╔══

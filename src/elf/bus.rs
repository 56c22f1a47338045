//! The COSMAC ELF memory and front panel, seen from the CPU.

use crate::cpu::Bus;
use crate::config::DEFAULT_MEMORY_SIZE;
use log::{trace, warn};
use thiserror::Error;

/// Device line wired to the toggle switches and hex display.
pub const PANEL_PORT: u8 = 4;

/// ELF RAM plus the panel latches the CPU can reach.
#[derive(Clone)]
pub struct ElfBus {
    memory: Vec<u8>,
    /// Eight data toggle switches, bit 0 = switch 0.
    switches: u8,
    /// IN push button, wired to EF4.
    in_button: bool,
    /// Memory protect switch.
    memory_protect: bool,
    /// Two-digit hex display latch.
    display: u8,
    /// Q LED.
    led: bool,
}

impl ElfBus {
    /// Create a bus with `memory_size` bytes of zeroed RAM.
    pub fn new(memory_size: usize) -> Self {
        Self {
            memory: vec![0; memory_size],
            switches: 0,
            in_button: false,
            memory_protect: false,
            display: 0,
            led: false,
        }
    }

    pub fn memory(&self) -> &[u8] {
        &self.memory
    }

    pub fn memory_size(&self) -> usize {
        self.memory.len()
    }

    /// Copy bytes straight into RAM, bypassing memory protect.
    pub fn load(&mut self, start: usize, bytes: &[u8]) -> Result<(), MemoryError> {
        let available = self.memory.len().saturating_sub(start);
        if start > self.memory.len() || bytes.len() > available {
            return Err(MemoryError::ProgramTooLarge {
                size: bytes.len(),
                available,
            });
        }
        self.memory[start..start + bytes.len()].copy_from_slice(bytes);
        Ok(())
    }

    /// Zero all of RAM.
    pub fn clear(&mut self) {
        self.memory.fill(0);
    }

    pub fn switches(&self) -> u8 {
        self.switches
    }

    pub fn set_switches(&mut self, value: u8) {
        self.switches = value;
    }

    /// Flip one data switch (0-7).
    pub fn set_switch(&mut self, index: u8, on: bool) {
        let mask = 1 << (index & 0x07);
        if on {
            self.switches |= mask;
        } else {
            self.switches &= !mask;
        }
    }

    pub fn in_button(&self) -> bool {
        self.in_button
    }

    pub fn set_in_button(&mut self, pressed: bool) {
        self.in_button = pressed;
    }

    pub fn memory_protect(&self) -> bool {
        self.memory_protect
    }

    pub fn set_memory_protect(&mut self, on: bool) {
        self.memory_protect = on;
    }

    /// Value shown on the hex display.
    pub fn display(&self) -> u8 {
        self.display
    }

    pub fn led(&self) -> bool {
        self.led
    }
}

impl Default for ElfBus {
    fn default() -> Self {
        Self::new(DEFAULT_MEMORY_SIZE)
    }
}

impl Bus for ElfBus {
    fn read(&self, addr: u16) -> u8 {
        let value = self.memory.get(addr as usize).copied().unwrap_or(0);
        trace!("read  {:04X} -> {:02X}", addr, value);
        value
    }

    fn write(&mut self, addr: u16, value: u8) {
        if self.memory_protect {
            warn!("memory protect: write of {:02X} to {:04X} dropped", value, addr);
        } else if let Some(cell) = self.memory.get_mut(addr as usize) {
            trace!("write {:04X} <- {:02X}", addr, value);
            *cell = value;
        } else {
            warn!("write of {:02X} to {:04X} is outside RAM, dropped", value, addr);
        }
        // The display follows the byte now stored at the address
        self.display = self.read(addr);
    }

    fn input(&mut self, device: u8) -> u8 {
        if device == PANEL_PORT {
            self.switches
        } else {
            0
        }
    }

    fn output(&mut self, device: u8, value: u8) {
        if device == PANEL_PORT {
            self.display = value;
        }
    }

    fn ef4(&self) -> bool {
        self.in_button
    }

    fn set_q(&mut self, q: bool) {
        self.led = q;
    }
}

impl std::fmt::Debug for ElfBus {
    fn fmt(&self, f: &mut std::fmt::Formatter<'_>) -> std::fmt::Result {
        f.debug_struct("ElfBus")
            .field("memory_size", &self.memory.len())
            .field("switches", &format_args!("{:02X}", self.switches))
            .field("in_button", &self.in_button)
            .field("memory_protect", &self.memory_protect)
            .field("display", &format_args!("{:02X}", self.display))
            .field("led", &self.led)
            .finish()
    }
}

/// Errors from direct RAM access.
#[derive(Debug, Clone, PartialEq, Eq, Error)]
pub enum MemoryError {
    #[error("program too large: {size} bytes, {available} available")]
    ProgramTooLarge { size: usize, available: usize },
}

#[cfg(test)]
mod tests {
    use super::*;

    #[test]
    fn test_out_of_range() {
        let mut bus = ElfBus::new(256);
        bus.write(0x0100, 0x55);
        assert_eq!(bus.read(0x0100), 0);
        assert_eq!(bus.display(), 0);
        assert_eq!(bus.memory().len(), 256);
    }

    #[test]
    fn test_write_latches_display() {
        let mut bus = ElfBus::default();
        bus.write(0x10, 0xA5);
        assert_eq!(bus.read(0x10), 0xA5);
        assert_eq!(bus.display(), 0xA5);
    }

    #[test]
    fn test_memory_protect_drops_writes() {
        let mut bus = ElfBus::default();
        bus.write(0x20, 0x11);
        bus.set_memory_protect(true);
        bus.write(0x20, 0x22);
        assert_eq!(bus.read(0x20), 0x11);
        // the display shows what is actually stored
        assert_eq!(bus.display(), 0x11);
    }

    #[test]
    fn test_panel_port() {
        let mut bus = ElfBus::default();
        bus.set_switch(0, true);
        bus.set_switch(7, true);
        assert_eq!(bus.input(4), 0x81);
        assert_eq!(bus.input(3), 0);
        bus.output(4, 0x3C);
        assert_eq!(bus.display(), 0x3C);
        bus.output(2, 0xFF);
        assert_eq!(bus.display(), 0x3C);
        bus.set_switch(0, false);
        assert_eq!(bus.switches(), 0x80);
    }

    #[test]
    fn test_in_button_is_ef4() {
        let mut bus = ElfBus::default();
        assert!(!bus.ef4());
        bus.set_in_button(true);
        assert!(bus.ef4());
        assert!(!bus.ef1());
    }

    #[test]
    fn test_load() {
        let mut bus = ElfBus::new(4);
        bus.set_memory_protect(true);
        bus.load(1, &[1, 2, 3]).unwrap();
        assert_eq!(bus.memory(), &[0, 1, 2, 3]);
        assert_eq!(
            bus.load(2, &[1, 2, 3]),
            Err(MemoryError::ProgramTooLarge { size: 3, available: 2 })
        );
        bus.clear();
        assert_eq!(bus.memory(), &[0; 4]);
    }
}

╚══
╔══

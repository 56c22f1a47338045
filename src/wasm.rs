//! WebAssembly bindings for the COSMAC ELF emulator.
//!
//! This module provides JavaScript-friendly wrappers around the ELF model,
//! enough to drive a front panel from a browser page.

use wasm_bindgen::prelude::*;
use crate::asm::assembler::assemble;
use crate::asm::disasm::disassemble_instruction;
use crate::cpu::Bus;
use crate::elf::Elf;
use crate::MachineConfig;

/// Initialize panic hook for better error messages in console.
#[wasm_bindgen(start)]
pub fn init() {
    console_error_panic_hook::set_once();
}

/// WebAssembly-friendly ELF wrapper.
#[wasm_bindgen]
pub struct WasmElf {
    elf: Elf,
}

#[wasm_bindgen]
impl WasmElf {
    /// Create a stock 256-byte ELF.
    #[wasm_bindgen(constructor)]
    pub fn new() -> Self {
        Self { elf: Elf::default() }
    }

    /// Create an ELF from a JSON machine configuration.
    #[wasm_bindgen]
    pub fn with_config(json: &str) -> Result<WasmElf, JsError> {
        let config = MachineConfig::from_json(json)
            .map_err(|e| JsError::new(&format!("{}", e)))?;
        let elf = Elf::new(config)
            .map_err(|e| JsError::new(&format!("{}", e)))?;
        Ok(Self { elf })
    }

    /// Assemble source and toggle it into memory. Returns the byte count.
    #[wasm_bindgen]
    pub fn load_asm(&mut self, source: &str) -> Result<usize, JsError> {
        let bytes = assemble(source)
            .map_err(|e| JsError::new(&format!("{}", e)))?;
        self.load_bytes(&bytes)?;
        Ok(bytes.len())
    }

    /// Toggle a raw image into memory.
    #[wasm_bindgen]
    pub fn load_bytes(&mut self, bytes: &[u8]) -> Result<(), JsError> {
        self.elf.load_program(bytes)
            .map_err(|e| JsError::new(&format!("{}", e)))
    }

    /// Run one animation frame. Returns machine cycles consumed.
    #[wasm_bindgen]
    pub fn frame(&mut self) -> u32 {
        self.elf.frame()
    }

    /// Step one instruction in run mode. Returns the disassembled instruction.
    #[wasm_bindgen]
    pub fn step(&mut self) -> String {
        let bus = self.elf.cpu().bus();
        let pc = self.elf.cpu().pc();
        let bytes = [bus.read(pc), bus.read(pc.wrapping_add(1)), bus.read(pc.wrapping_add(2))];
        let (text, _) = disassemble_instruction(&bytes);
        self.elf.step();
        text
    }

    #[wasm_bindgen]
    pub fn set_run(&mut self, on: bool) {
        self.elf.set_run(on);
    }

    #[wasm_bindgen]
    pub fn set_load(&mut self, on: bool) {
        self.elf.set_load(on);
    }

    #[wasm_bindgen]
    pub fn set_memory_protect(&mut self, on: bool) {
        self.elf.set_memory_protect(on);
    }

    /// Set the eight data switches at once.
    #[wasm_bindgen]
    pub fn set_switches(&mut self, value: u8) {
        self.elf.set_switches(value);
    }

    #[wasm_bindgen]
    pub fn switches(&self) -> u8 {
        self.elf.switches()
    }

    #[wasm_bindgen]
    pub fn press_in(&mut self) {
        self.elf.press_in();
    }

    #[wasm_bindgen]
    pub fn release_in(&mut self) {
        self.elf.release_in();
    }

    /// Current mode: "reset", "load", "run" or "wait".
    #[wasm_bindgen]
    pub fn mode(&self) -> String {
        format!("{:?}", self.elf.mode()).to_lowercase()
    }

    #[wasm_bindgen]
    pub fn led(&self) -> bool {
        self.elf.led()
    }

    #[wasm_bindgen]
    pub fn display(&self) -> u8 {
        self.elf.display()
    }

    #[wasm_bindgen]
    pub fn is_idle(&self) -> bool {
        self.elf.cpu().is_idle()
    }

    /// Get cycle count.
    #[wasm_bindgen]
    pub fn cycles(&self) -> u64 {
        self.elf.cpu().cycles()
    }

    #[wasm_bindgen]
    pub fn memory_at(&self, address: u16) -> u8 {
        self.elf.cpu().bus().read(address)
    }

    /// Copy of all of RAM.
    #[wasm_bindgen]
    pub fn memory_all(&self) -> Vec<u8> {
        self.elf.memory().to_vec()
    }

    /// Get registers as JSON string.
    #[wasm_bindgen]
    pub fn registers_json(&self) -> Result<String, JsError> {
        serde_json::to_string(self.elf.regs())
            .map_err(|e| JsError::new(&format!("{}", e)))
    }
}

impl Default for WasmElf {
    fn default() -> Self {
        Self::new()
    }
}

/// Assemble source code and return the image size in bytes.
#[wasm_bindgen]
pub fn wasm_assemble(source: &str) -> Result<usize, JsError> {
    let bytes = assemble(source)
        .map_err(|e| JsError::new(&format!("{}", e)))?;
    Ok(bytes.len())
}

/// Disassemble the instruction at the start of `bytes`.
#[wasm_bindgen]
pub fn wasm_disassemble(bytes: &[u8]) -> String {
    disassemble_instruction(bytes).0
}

╚══

▶ **Task directions**
Extract every line above that contains the word "data".

▶ **Response area**
    /// Eight data toggle switches, bit 0 = switch 0.
    /// Flip one data switch (0-7).
    /// Set the eight data switches at once.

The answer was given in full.